Surface plasmon microscopy proves to be a potent tool for capturing interferometric scattering imaging data of individual particles at both micro and nanoscales, offering considerable potential for label-free analysis of bio-particles and bio-molecules such as exosomes, viruses, and bacteria. However, the manual analysis of acquired images remains a challenge, particularly when dealing with dense samples or strong background noise, common in practical measurements. Manual analysis is not only prone to errors but is also time-consuming, especially when handling a large volume of experimental images. Currently, automated methods for sensing and analysis of such data are lacking. In this paper, we develop an accelerated approach for surface plasmon microscopy imaging of individual particles based on combining the interference scattering model of single particle and deep learning processing. We create hybrid datasets by combining the theoretical simulation of particle images with the actual measurements. Subsequently, we construct a neural network utilizing the EfficientNet architecture. Our results demonstrate the effectiveness of this novel deep learning technique in classifying interferometric scattering images and identifying multiple particles under noisy conditions. This advancement paves the way for practical bio-applications through efficient automated particle analysis.
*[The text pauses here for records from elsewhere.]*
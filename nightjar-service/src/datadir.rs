/* This Source Code Form is subject to the terms of the Mozilla Public
 * License, v. 2.0. If a copy of the MPL was not distributed with this
 * file, You can obtain one at https://mozilla.org/MPL/2.0/.
 *
 * (c) 2024 The Nightjar Authors.
 */

//! Data directory layout: the config file, the bandit-state file, and the
//! crack-state log all live under one base path, created on first run.

use std::path::{Path, PathBuf};

use tokio::sync::{RwLock, RwLockReadGuard};

use nightjar_core::Config;

const CONFIG_FILENAME: &str = "local.conf";
const BANDIT_STATE_FILENAME: &str = "bandits.tsbr";
const CRACK_STATE_FILENAME: &str = "crack.state";

/// Abstraction around nightjar's home data directory, modeled on the
/// pattern ZeroTier's system service uses for its own `local.conf`.
pub struct DataDir {
    pub base_path: PathBuf,
    config: RwLock<Config>,
}

impl DataDir {
    pub async fn open<P: AsRef<Path>>(path: P) -> std::io::Result<Self> {
        let base_path = path.as_ref().to_path_buf();
        if !base_path.is_dir() {
            let _ = std::fs::create_dir_all(&base_path);
            if !base_path.is_dir() {
                return Err(std::io::Error::new(std::io::ErrorKind::NotFound, "base path not found and cannot be created"));
            }
        }

        let config_path = base_path.join(CONFIG_FILENAME);
        let config = match tokio::fs::read_to_string(&config_path).await {
            Ok(text) => toml::from_str::<Config>(&text)
                .map_err(|e| std::io::Error::new(std::io::ErrorKind::InvalidData, e))?,
            Err(e) if e.kind() == std::io::ErrorKind::NotFound => Config::default(),
            Err(e) => return Err(e),
        };

        Ok(Self { base_path, config: RwLock::new(config) })
    }

    pub fn bandit_state_path(&self) -> PathBuf {
        self.base_path.join(BANDIT_STATE_FILENAME)
    }

    pub fn crack_state_path(&self) -> PathBuf {
        self.base_path.join(CRACK_STATE_FILENAME)
    }

    /// Get a readable locked reference to the loaded configuration. Clone it
    /// to modify, then persist the copy with `save_config`.
    pub async fn config(&self) -> RwLockReadGuard<'_, Config> {
        self.config.read().await
    }

    /// Persist `modified_config`, rewriting the file only if it actually
    /// changed from the copy already held in memory.
    pub async fn save_config(&self, modified_config: Config) -> std::io::Result<()> {
        let mut config = self.config.write().await;
        let current = toml::to_string_pretty(&*config).unwrap_or_default();
        let next = toml::to_string_pretty(&modified_config).unwrap_or_default();
        if current != next {
            tokio::fs::write(self.base_path.join(CONFIG_FILENAME), next.as_bytes()).await?;
            *config = modified_config;
        }
        Ok(())
    }
}

#[cfg(test)]
mod tests {
    use super::*;

    #[tokio::test]
    async fn open_creates_missing_directory_with_default_config() {
        let dir = tempdir();
        let data_dir = DataDir::open(dir.path()).await.unwrap();
        assert_eq!(data_dir.config().await.min_recon_time, 2.0);
    }

    #[tokio::test]
    async fn save_config_only_rewrites_when_changed() {
        let dir = tempdir();
        let data_dir = DataDir::open(dir.path()).await.unwrap();
        let unchanged = data_dir.config().await.clone();
        data_dir.save_config(unchanged).await.unwrap();
        assert!(!dir.path().join(CONFIG_FILENAME).exists());

        let mut changed = data_dir.config().await.clone();
        changed.min_rssi = -55;
        data_dir.save_config(changed).await.unwrap();
        assert!(dir.path().join(CONFIG_FILENAME).exists());
        assert_eq!(data_dir.config().await.min_rssi, -55);
    }

    #[tokio::test]
    async fn existing_toml_config_overrides_defaults() {
        let dir = tempdir();
        std::fs::write(dir.path().join(CONFIG_FILENAME), "min_rssi = -90\n").unwrap();
        let data_dir = DataDir::open(dir.path()).await.unwrap();
        assert_eq!(data_dir.config().await.min_rssi, -90);
    }

    fn tempdir() -> TempDir {
        TempDir::new()
    }

    struct TempDir(PathBuf);

    impl TempDir {
        fn new() -> Self {
            let mut p = std::env::temp_dir();
            p.push(format!("nightjar-datadir-test-{}-{}", std::process::id(), ADDR.fetch_add(1, std::sync::atomic::Ordering::Relaxed)));
            Self(p)
        }

        fn path(&self) -> &Path {
            &self.0
        }
    }

    impl Drop for TempDir {
        fn drop(&mut self) {
            let _ = std::fs::remove_dir_all(&self.0);
        }
    }

    static ADDR: std::sync::atomic::AtomicU64 = std::sync::atomic::AtomicU64::new(0);
}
表面等离子体显微镜被证明是一种强大的工具,可以捕获单个粒子在微观和纳米尺度上的干涉散射成像数据,为生物粒子和生物分子(如外泌体、病毒和细菌)的无标记分析提供了巨大的潜力。然而,获取图像的手动分析仍然是一个挑战,特别是在处理密集样本或强背景噪声时,这在实际测量中很常见。手动分析不仅容易出错,而且非常耗时,尤其是在处理大量实验图像时。目前,缺乏用于此类数据的自动传感和分析方法。在本文中,我们基于将单个粒子的干涉散射模型与深度学习处理相结合,开发了一种用于单个粒子表面等离子体显微镜成像的加速方法。我们通过将粒子图像的理论模拟与实际测量相结合来创建混合数据集。随后,我们利用 EfficientNet 架构构建了一个神经网络。我们的结果表明,这种新的深度学习技术在嘈杂条件下对干涉散射图像进行分类和识别多个粒子的有效性。这一进展通过高效的自动粒子分析为实际的生物应用铺平了道路。